What to do >>
Return all lines below containing the word "PathBuf".

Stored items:
* * * *

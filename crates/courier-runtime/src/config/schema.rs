//! Configuration schema definitions.

use std::collections::HashMap;
use std::fmt;
use std::path::PathBuf;
use std::time::Duration;

use serde::{Deserialize, Serialize};

use courier_core::ClientConfig;
use courier_core::config::{DEFAULT_API_URL, DEFAULT_FILE_URL, DEFAULT_TIMEOUT_SECS};
use courier_framework::PollOptions;
use courier_framework::webhook::{DEFAULT_LISTEN, WebhookOptions};

/// Root configuration structure.
#[derive(Debug, Clone, Default, Serialize, Deserialize)]
pub struct CourierConfig {
    /// Connection to the bot API.
    #[serde(default)]
    pub bot: BotConfig,

    /// How updates are received.
    #[serde(default)]
    pub updates: UpdatesConfig,

    #[serde(default)]
    pub logging: LoggingConfig,
}

// =============================================================================
// Bot
// =============================================================================

/// Connection settings; converted into a [`ClientConfig`].
#[derive(Clone, Serialize, Deserialize)]
pub struct BotConfig {
    /// Bot token. Required.
    #[serde(default)]
    pub token: String,

    #[serde(default = "default_api_url")]
    pub api_url: String,

    #[serde(default = "default_file_url")]
    pub file_url: String,

    /// Request timeout in seconds. Must exceed the long polling timeout.
    #[serde(default = "default_timeout_secs")]
    pub timeout_secs: u64,
}

impl Default for BotConfig {
    fn default() -> Self {
        Self {
            token: String::new(),
            api_url: default_api_url(),
            file_url: default_file_url(),
            timeout_secs: default_timeout_secs(),
        }
    }
}

impl BotConfig {
    pub fn to_client_config(&self) -> ClientConfig {
        ClientConfig::new(self.token.clone())
            .with_api_url(self.api_url.clone())
            .with_file_url(self.file_url.clone())
            .with_timeout(Duration::from_secs(self.timeout_secs))
    }
}

impl fmt::Debug for BotConfig {
    fn fmt(&self, f: &mut fmt::Formatter<'_>) -> fmt::Result {
        f.debug_struct("BotConfig")
            .field("token", &"<redacted>")
            .field("api_url", &self.api_url)
            .field("file_url", &self.file_url)
            .field("timeout_secs", &self.timeout_secs)
            .finish()
    }
}

fn default_api_url() -> String {
    DEFAULT_API_URL.to_string()
}

fn default_file_url() -> String {
    DEFAULT_FILE_URL.to_string()
}

fn default_timeout_secs() -> u64 {
    DEFAULT_TIMEOUT_SECS
}

// =============================================================================
// Updates
// =============================================================================

/// Update delivery mode. Chosen once at startup.
#[derive(Debug, Clone, Copy, Default, PartialEq, Eq, Serialize, Deserialize)]
#[serde(rename_all = "lowercase")]
pub enum UpdateMode {
    /// Long polling with `getUpdates`.
    #[default]
    Poll,
    /// Pushes to a local HTTP server registered with `setWebhook`.
    Webhook,
}

impl fmt::Display for UpdateMode {
    fn fmt(&self, f: &mut fmt::Formatter<'_>) -> fmt::Result {
        match self {
            Self::Poll => f.write_str("poll"),
            Self::Webhook => f.write_str("webhook"),
        }
    }
}

#[derive(Debug, Clone, Default, Serialize, Deserialize)]
pub struct UpdatesConfig {
    #[serde(default)]
    pub mode: UpdateMode,

    #[serde(default)]
    pub poll: PollConfig,

    #[serde(default)]
    pub webhook: WebhookConfig,
}

/// Long polling settings.
#[derive(Debug, Clone, Serialize, Deserialize)]
pub struct PollConfig {
    /// Pause before each poll in milliseconds.
    #[serde(default = "default_interval_ms")]
    pub interval_ms: u64,

    /// Long polling timeout in seconds; 0 means short polling.
    #[serde(default)]
    pub timeout_secs: u32,

    /// Maximum updates per batch, 1-100.
    #[serde(default)]
    pub limit: Option<u32>,

    #[serde(default)]
    pub allowed_updates: Vec<String>,

    #[serde(default)]
    pub drop_pending_updates: bool,
}

impl Default for PollConfig {
    fn default() -> Self {
        Self {
            interval_ms: default_interval_ms(),
            timeout_secs: 0,
            limit: None,
            allowed_updates: Vec::new(),
            drop_pending_updates: false,
        }
    }
}

impl PollConfig {
    pub fn to_poll_options(&self) -> PollOptions {
        PollOptions {
            interval: Duration::from_millis(self.interval_ms),
            timeout_secs: self.timeout_secs,
            limit: self.limit,
            allowed_updates: self.allowed_updates.clone(),
            drop_pending_updates: self.drop_pending_updates,
        }
    }
}

fn default_interval_ms() -> u64 {
    1000
}

/// Webhook settings.
#[derive(Clone, Serialize, Deserialize)]
pub struct WebhookConfig {
    /// Public HTTPS URL registered with the service.
    #[serde(default)]
    pub url: String,

    /// Local address to listen on.
    #[serde(default = "default_listen")]
    pub listen: String,

    #[serde(default = "default_path")]
    pub path: String,

    /// Shared secret checked on every push.
    #[serde(default)]
    pub secret_token: Option<String>,

    #[serde(default)]
    pub max_connections: Option<u32>,

    #[serde(default)]
    pub ip_address: Option<String>,

    #[serde(default)]
    pub drop_pending_updates: bool,

    #[serde(default)]
    pub allowed_updates: Vec<String>,
}

impl Default for WebhookConfig {
    fn default() -> Self {
        Self {
            url: String::new(),
            listen: default_listen(),
            path: default_path(),
            secret_token: None,
            max_connections: None,
            ip_address: None,
            drop_pending_updates: false,
            allowed_updates: Vec::new(),
        }
    }
}

impl WebhookConfig {
    pub fn to_webhook_options(&self) -> WebhookOptions {
        let mut options = WebhookOptions::new(self.url.clone())
            .listen(self.listen.clone())
            .path(self.path.clone());
        options.secret_token.clone_from(&self.secret_token);
        options.max_connections = self.max_connections;
        options.ip_address.clone_from(&self.ip_address);
        options.drop_pending_updates = self.drop_pending_updates;
        options.allowed_updates.clone_from(&self.allowed_updates);
        options
    }
}

impl fmt::Debug for WebhookConfig {
    fn fmt(&self, f: &mut fmt::Formatter<'_>) -> fmt::Result {
        f.debug_struct("WebhookConfig")
            .field("url", &self.url)
            .field("listen", &self.listen)
            .field("path", &self.path)
            .field("secret_token", &self.secret_token.as_ref().map(|_| "<redacted>"))
            .field("max_connections", &self.max_connections)
            .field("ip_address", &self.ip_address)
            .field("drop_pending_updates", &self.drop_pending_updates)
            .field("allowed_updates", &self.allowed_updates)
            .finish()
    }
}

fn default_listen() -> String {
    DEFAULT_LISTEN.to_string()
}

fn default_path() -> String {
    "/".to_string()
}

// =============================================================================
// Logging
// =============================================================================

#[derive(Debug, Clone, Copy, Default, PartialEq, Eq, Serialize, Deserialize)]
#[serde(rename_all = "lowercase")]
pub enum LogLevel {
    Trace,
    Debug,
    #[default]
    Info,
    Warn,
    Error,
}

impl LogLevel {
    pub fn as_str(&self) -> &'static str {
        match self {
            Self::Trace => "trace",
            Self::Debug => "debug",
            Self::Info => "info",
            Self::Warn => "warn",
            Self::Error => "error",
        }
    }

    pub fn to_tracing_level(self) -> tracing::Level {
        match self {
            Self::Trace => tracing::Level::TRACE,
            Self::Debug => tracing::Level::DEBUG,
            Self::Info => tracing::Level::INFO,
            Self::Warn => tracing::Level::WARN,
            Self::Error => tracing::Level::ERROR,
        }
    }
}

impl fmt::Display for LogLevel {
    fn fmt(&self, f: &mut fmt::Formatter<'_>) -> fmt::Result {
        f.write_str(self.as_str())
    }
}

#[derive(Debug, Clone, Copy, Default, PartialEq, Eq, Serialize, Deserialize)]
#[serde(rename_all = "lowercase")]
pub enum LogFormat {
    #[default]
    Compact,
    Full,
    Pretty,
    /// Requires the `json-log` feature.
    Json,
}

#[derive(Debug, Clone, Copy, Default, PartialEq, Eq, Serialize, Deserialize)]
#[serde(rename_all = "lowercase")]
pub enum LogOutput {
    #[default]
    Stdout,
    Stderr,
    File,
}

/// Which span lifecycle events are logged.
#[derive(Debug, Clone, Default, Serialize, Deserialize)]
pub struct SpanEventConfig {
    #[serde(default)]
    pub new: bool,
    #[serde(default)]
    pub enter: bool,
    #[serde(default)]
    pub exit: bool,
    #[serde(default)]
    pub close: bool,
}

#[derive(Debug, Clone, Default, Serialize, Deserialize)]
pub struct LoggingConfig {
    /// Base level; `RUST_LOG` takes precedence when set.
    #[serde(default)]
    pub level: LogLevel,

    #[serde(default)]
    pub format: LogFormat,

    #[serde(default)]
    pub output: LogOutput,

    /// Log file for `output = "file"`.
    #[serde(default)]
    pub file_path: Option<PathBuf>,

    #[serde(default)]
    pub thread_ids: bool,

    /// Include file names and line numbers.
    #[serde(default)]
    pub file_location: bool,

    #[serde(default)]
    pub span_events: SpanEventConfig,

    /// Per-target levels, e.g. `courier_transport = "debug"`.
    #[serde(default)]
    pub filters: HashMap<String, LogLevel>,
}

#[cfg(test)]
mod tests {
    use super::*;

    #[test]
    fn defaults_are_poll_mode_with_public_hosts() {
        let config = CourierConfig::default();
        assert_eq!(config.updates.mode, UpdateMode::Poll);
        assert_eq!(config.bot.api_url, DEFAULT_API_URL);
        assert_eq!(config.updates.webhook.listen, "0.0.0.0:5000");
        assert_eq!(config.logging.level, LogLevel::Info);
    }

    #[test]
    fn converts_to_framework_options() {
        let mut config = CourierConfig::default();
        config.bot.token = "1:t".into();
        config.bot.timeout_secs = 90;
        config.updates.poll.interval_ms = 250;
        config.updates.webhook.url = "https://example.com/hook".into();
        config.updates.webhook.secret_token = Some("abc".into());

        let client = config.bot.to_client_config();
        assert_eq!(client.timeout, Duration::from_secs(90));
        assert_eq!(
            config.updates.poll.to_poll_options().interval,
            Duration::from_millis(250)
        );
        let webhook = config.updates.webhook.to_webhook_options();
        assert_eq!(webhook.secret_token.as_deref(), Some("abc"));
        assert_eq!(webhook.listen, "0.0.0.0:5000");
    }

    #[test]
    fn debug_hides_secrets() {
        let mut config = CourierConfig::default();
        config.bot.token = "123:secret".into();
        config.updates.webhook.secret_token = Some("hidden".into());

        let debug = format!("{config:?}");
        assert!(!debug.contains("123:secret"));
        assert!(!debug.contains("hidden"));
    }
}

* * * *

Response to this exercise >>
use std::path::PathBuf;
    pub file_path: Option<PathBuf>,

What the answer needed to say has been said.